(Collected data)

..........

//! Booking domain records.
//!
//! Rows are read from and written to the store as-is; the API layer
//! serializes them directly, so field names double as JSON keys.

mod appointment;
mod doctor;
mod filters;
mod prescription;

pub use appointment::*;
pub use doctor::*;
pub use filters::*;
pub use prescription::*;
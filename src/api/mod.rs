//! HTTP API for the booking backend.
//!
//! Routes are nested under `/api/v1`. `api_router()` returns a `Router`
//! that can be mounted on any axum server; `server` owns the listener.

pub mod endpoints;
pub mod error;
pub mod middleware;
pub mod router;
pub mod server;
pub mod types;

pub use error::ApiError;
pub use router::api_router;
pub use server::{serve, start_api_server_on, ApiServer};
pub use types::ApiContext;
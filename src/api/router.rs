//! Booking API router.
//!
//! Returns a composable `Router` with every endpoint nested under
//! `/api/v1`. Layers (outermost → innermost): CORS → request log → handler.

use std::sync::Arc;

use axum::http::{header, Method};
use axum::routing::{get, post};
use axum::Router;
use tower_http::cors::{Any, CorsLayer};

use crate::api::endpoints;
use crate::api::middleware;
use crate::api::types::ApiContext;
use crate::config::API_PREFIX;
use crate::db::BookingStore;

/// Build the booking API router over `store`.
pub fn api_router(store: Arc<dyn BookingStore>) -> Router {
    build_router(ApiContext::new(store))
}

fn build_router(ctx: ApiContext) -> Router {
    // NOTE: Path params use `:param` syntax (matchit 0.7 / axum 0.7), and
    // sibling routes must share the param name.
    let routes = Router::new()
        .route("/health", get(endpoints::health::check))
        .route("/doctors", get(endpoints::doctors::list))
        .route("/doctors/:id", get(endpoints::doctors::detail))
        .route(
            "/doctors/:id/appointments",
            get(endpoints::doctors::appointments),
        )
        .route(
            "/appointments",
            get(endpoints::appointments::list).post(endpoints::appointments::create),
        )
        .route("/prescriptions", post(endpoints::prescriptions::create))
        .with_state(ctx);

    Router::new()
        .nest(API_PREFIX, routes)
        .layer(axum::middleware::from_fn(middleware::audit::log_request))
        .layer(cors_layer())
}

/// Any origin; the header set the web frontend sends.
fn cors_layer() -> CorsLayer {
    CorsLayer::new()
        .allow_origin(Any)
        .allow_methods([
            Method::GET,
            Method::POST,
            Method::PUT,
            Method::PATCH,
            Method::DELETE,
            Method::HEAD,
            Method::OPTIONS,
        ])
        .allow_headers([
            header::ORIGIN,
            header::CONTENT_LENGTH,
            header::CONTENT_TYPE,
            header::AUTHORIZATION,
        ])
}
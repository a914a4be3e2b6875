//! API middleware.

pub mod audit;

..........

▶ Problem statement: Report every line of the data in which "error" appears.

▶ Exercise answer:
pub mod error;
pub use error::ApiError;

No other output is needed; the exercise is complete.